Aplicação da chamada "dose zero" foi recomendada em bebês de 6 a 11 meses e 29 dias que vivem em São Paulo e também em Guarulhos
(Imagem: abio Rodrigues-Pozzebom / Agência Brasil)
O Ministério da Saúde intensificou as ações de prevenção contra o sarampo na capital paulista após a confirmação de três casos da doença em crianças menores de dois anos, registrados na última sexta-feira (26).
Diante do cenário, a pasta passou a recomendar a aplicação da chamada "dose zero" da vacina em bebês de 6 a 11 meses e 29 dias que vivem em São Paulo e também em Guarulhos, município da Grande São Paulo que possui intensa circulação de pessoas.
A estratégia tem como objetivo ampliar a proteção de uma faixa etária considerada mais vulnerável às complicações provocadas pelo sarampo, além de reduzir o risco de disseminação do vírus. A orientação ocorre em um momento de aumento dos casos da doença em diversos países das Américas e após a identificação de transmissão relacionada a casos importados.
Segundo o Ministério da Saúde, a chamada "dose zero" funciona como uma proteção adicional para os bebês, mas não substitui as vacinas previstas no Calendário Nacional de Vacinação. As crianças que receberem esse reforço deverão cumprir normalmente o esquema vacinal de rotina, com as doses aplicadas aos 12 e aos 15 meses de idade.
A vacina contra o sarampo continua disponível gratuitamente pelo Sistema Único de Saúde (SUS) para pessoas entre 12 meses e 59 anos, conforme as recomendações do calendário nacional.
Vigilância é reforçada para conter a transmissão
Além da ampliação da cobertura vacinal, o Ministério da Saúde informou que diversas medidas de vigilância epidemiológica estão sendo adotadas para impedir a circulação do vírus.
Entre as ações estão a busca ativa por novos casos suspeitos, investigação epidemiológica, identificação e acompanhamento das pessoas que tiveram contato com os pacientes infectados, além da realização do chamado bloqueio vacinal nas áreas consideradas de maior risco.
Essas medidas têm como finalidade interromper rapidamente eventuais cadeias de transmissão e evitar novos registros da doença.
Crianças infectadas vivem na mesma região
De acordo com o Ministério da Saúde, os três casos confirmados podem estar relacionados ao contato com pessoas vindas do exterior, uma das principais formas de reintrodução do vírus em países que já eliminaram a circulação endêmica da doença.
As investigações apontam ainda que duas das crianças frequentam a mesma creche na zona norte da capital paulista, enquanto a terceira reside na mesma região, fator que reforçou o alerta das autoridades sanitárias para intensificar a vacinação local.

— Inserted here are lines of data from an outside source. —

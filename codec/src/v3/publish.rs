// Copyright (c) 2020 Xu Shaohua <shaohua@biofan.org>. All rights reserved.
// Use of this source is governed by Apache-2.0 License that can be found
// in the LICENSE file.

use bytes::BytesMut;
use std::io::Write;

use crate::{
    ByteArray, DecodeError, DecodePacket, EncodeError, EncodePacket, FixedHeader, Packet, PacketId,
    PacketType, PubTopic, QoS, VarIntError,
};

/// `PublishPacket` is used to transport application messages from the Client to the Server,
/// or from the Server to the Client.
///
/// Basic structure of packet:
///
/// ```txt
///  7                     0
/// +-----------------------+
/// | Fixed header          |
/// |                       |
/// +-----------------------+
/// | Topic name length     |
/// |                       |
/// +-----------------------+
/// | Topic name ...        |
/// +-----------------------+
/// | Packet Identifier     |
/// |                       |
/// +-----------------------+
/// | Msg payload ...       |
/// +-----------------------+
/// ```
///
/// Note that `packet_id` only appears in `QoS` 1 and `QoS` 2 packets.
///
/// Response of `PublischPacket`:
/// * `QoS` 0, no response
/// * `QoS` 1, `PublishAckPacket`
/// * `QoS` 2, `PublishRecPacket`
#[allow(clippy::module_name_repetitions)]
#[derive(Clone, Debug, Default, PartialEq)]
pub struct PublishPacket {
    /// If dup field is false, it indicates that this is the first time to send this packet.
    /// If it is true, then this packet might be re-delivery of an earlier attempt to send the
    /// Packet.
    ///
    /// It must be false if QoS is 0.
    dup: bool,

    /// `qos` field indicates the level of assurance for delivery of packet.
    qos: QoS,

    /// Usage of `retain` flag in PublishPacket is complex:
    ///
    /// If `retain` flag is true in the packet the Client sent to the Server,
    /// this packet is stored on the server so that it can be delivered to future
    /// subscribers. When a new subscription is established, the last retained packet
    /// will be sent to the subscriber. If the Server receives a QoS 0 message with
    /// the `retain` flag set to true, it must discard any message previously retained
    /// for the same topic. The Server should store the new QoS 0 message as the new
    /// retained message for that topic, but may choose to discard it at any time.
    ///
    /// When sending a PublishPacket the Server must set the `retain` flag to true if
    /// a message is sent as a result of a new subscription. The Server must set
    /// `retain` flag to false when sending PublishPacket to already connected subscribers.
    ///
    /// If a PublishPacket sent to the Server with `retain` flag on and payload contains
    /// zero bytes, this packet is normally delivered to subscribers. And this packet is
    /// used as notification to the Server to delete any retained messages on the same topic.
    /// And any future subscribers for the same topic will not receive any retained messages
    /// any more. So this means one-time shot.
    ///
    /// If `retain` flag is false in PublishPacket sent to the Server, status of
    /// the retained message of that topic is not removed or replaced.
    retain: bool,

    /// `topic` name must not contain wildcard characters.
    topic: PubTopic,

    /// `packet_id` field is useless if QoS is 0.
    packet_id: PacketId,

    /// Payload contains `msg` field.
    // TODO(Shaohua): Replace with Bytes or Vec<u8>, BytewMut is useless.
    msg: BytesMut,
}

impl PublishPacket {
    /// Create a new publish packet.
    ///
    /// # Errors
    ///
    /// Returns error if `topic` is invalid.
    pub fn new(topic: &str, qos: QoS, msg: &[u8]) -> Result<Self, EncodeError> {
        // TODO(Shaohua): No need to copy topic and msg
        let topic = PubTopic::new(topic)?;
        Ok(Self {
            qos,
            dup: false,
            retain: false,
            topic,
            packet_id: PacketId::new(0),
            msg: BytesMut::from(msg),
        })
    }

    pub fn append(&mut self, msg_parts: &[u8]) {
        self.msg.extend_from_slice(msg_parts);
    }

    /// Update `retain` flag.
    pub fn set_retain(&mut self, retain: bool) -> &mut Self {
        self.retain = retain;
        self
    }

    /// Get current `retain` flag.
    #[must_use]
    pub const fn retain(&self) -> bool {
        self.retain
    }

    /// Update `dup` flag.
    ///
    /// # Errors
    ///
    /// Returns error if `dup` is set in `QoS` 0 packet.
    pub fn set_dup(&mut self, dup: bool) -> Result<&mut Self, EncodeError> {
        // The DUP flag MUST be set to 0 for all QoS 0 messages [MQTT-3.3.1-2].
        if dup && self.qos == QoS::AtMostOnce {
            return Err(EncodeError::InvalidPacketType);
        }
        self.dup = dup;
        Ok(self)
    }

    /// Get current `dup` flag.
    #[must_use]
    pub const fn dup(&self) -> bool {
        self.dup
    }

    /// Update `QoS` value.
    pub fn set_qos(&mut self, qos: QoS) -> &mut Self {
        if qos == QoS::AtMostOnce {
            self.packet_id = PacketId::new(0);
        }
        self.qos = qos;
        self
    }

    /// Get current `QoS`.
    #[must_use]
    pub const fn qos(&self) -> QoS {
        self.qos
    }

    /// The Packet Identifier field is only present in PUBLISH Packets where the `QoS` level is 1 or 2.
    pub fn set_packet_id(&mut self, packet_id: PacketId) -> &mut Self {
        self.packet_id = packet_id;
        self
    }

    #[must_use]
    pub const fn packet_id(&self) -> PacketId {
        self.packet_id
    }

    /// Update topic.
    ///
    /// # Errors
    ///
    /// Returns error if `topic` is invalid.
    pub fn set_topic(&mut self, topic: &str) -> Result<&mut Self, EncodeError> {
        self.topic = PubTopic::new(topic)?;
        Ok(self)
    }

    /// Get current topic.
    #[must_use]
    pub fn topic(&self) -> &str {
        self.topic.as_ref()
    }

    #[must_use]
    pub fn message(&self) -> &[u8] {
        &self.msg
    }

    // TODO(Shaohua): Add message related operations.

    fn get_fixed_header(&self) -> Result<FixedHeader, VarIntError> {
        let mut remaining_length = self.topic.bytes() + self.msg.len();
        if self.qos != QoS::AtMostOnce {
            remaining_length += PacketId::bytes();
        }

        let packet_type = PacketType::Publish {
            dup: self.dup,
            retain: self.retain,
            qos: self.qos,
        };
        FixedHeader::new(packet_type, remaining_length)
    }
}

impl DecodePacket for PublishPacket {
    fn decode(ba: &mut ByteArray) -> Result<Self, DecodeError> {
        let fixed_header = FixedHeader::decode(ba)?;

        let (dup, qos, retain) =
            if let PacketType::Publish { dup, qos, retain } = fixed_header.packet_type() {
                (dup, qos, retain)
            } else {
                return Err(DecodeError::InvalidPacketType);
            };

        // The DUP flag MUST be set to 0 for all QoS 0 messages [MQTT-3.3.1-2].
        if dup && qos == QoS::AtMostOnce {
            return Err(DecodeError::InvalidPacketFlags);
        }

        let topic = PubTopic::decode(ba)?;
        log::debug!("publish: topic={topic}");

        // Parse packet id.
        // The Packet Identifier field is only present in PUBLISH Packets where the QoS level is 1 or 2.
        let packet_id = if qos == QoS::AtMostOnce {
            PacketId::new(0)
        } else {
            let packet_id = PacketId::decode(ba)?;
            if packet_id.value() == 0 {
                // SUBSCRIBE, UNSUBSCRIBE, and PUBLISH (in cases where QoS > 0) Control Packets
                // MUST contain a non-zero 16-bit Packet Identifier. [MQTT-2.3.1-1]
                return Err(DecodeError::InvalidPacketId);
            }
            packet_id
        };

        // It is valid for a PUBLISH Packet to contain a zero length payload.
        if fixed_header.remaining_length() < topic.bytes() {
            log::info!(
                "remaining length: {}, topic bytes: {}",
                fixed_header.remaining_length(),
                topic.bytes()
            );
            return Err(DecodeError::InvalidRemainingLength);
        }
        let mut msg_len = fixed_header.remaining_length() - topic.bytes();
        if qos != QoS::AtMostOnce {
            if msg_len < PacketId::bytes() {
                return Err(DecodeError::InvalidRemainingLength);
            }

            // Packet identifier is presesnt in QoS1/QoS2 packets.
            msg_len -= PacketId::bytes();
        }

        let msg = BytesMut::from(ba.read_bytes(msg_len)?);
        Ok(Self {
            dup,
            qos,
            retain,
            topic,
            packet_id,
            msg,
        })
    }
}

impl EncodePacket for PublishPacket {
    fn encode(&self, v: &mut Vec<u8>) -> Result<usize, EncodeError> {
        let old_len = v.len();

        let fixed_header = self.get_fixed_header()?;
        fixed_header.encode(v)?;

        // Write variable header
        self.topic.encode(v)?;

        // The Packet Identifier field is only present in PUBLISH Packets where the QoS level is 1 or 2.
        if self.qos() != QoS::AtMostOnce {
            self.packet_id.encode(v)?;
        }

        // Write payload
        v.write_all(&self.msg)?;

        Ok(v.len() - old_len)
    }
}

impl Packet for PublishPacket {
    fn packet_type(&self) -> PacketType {
        PacketType::Publish {
            dup: self.dup,
            retain: self.retain,
            qos: self.qos,
        }
    }

    fn bytes(&self) -> Result<usize, VarIntError> {
        let fixed_header = self.get_fixed_header()?;
        Ok(fixed_header.bytes() + fixed_header.remaining_length())
    }
}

Brasil mantém certificação, mas cenário internacional preocupa
Apesar dos novos registros, o Brasil continua sendo considerado um país livre da circulação endêmica do sarampo. Em 2025, foram contabilizados 38 casos da doença, todos classificados como importados ou relacionados à importação do vírus, sem transmissão sustentada em território nacional.
O cenário, entretanto, preocupa as autoridades de saúde devido ao avanço expressivo da doença em outros países do continente.
Segundo dados divulgados pelo Ministério da Saúde, o México já contabiliza 11.771 casos de sarampo em 2026. Nos Estados Unidos, foram registrados 2.104 casos, enquanto o Canadá notificou 1.073 infecções neste ano.
O aumento da circulação do vírus nas Américas levou a Organização Pan-Americana da Saúde (Opas) a retirar, no ano passado, o reconhecimento do continente como região livre da transmissão endêmica do sarampo.
Doença é altamente contagiosa
O sarampo é uma doença viral altamente contagiosa, transmitida por meio de secreções eliminadas ao tossir, espirrar, falar ou respirar. Os principais sintomas incluem febre alta, tosse, coriza, conjuntivite e manchas vermelhas pelo corpo.
Embora possa afetar pessoas de qualquer idade, a doença apresenta maior risco de complicações em crianças pequenas, gestantes e pessoas com baixa imunidade. Entre as possíveis consequências estão pneumonia, encefalite e, em casos mais graves, o óbito.
Especialistas reforçam que a vacinação continua sendo a forma mais eficaz de prevenção, tanto para proteger os indivíduos quanto para evitar novos surtos da doença.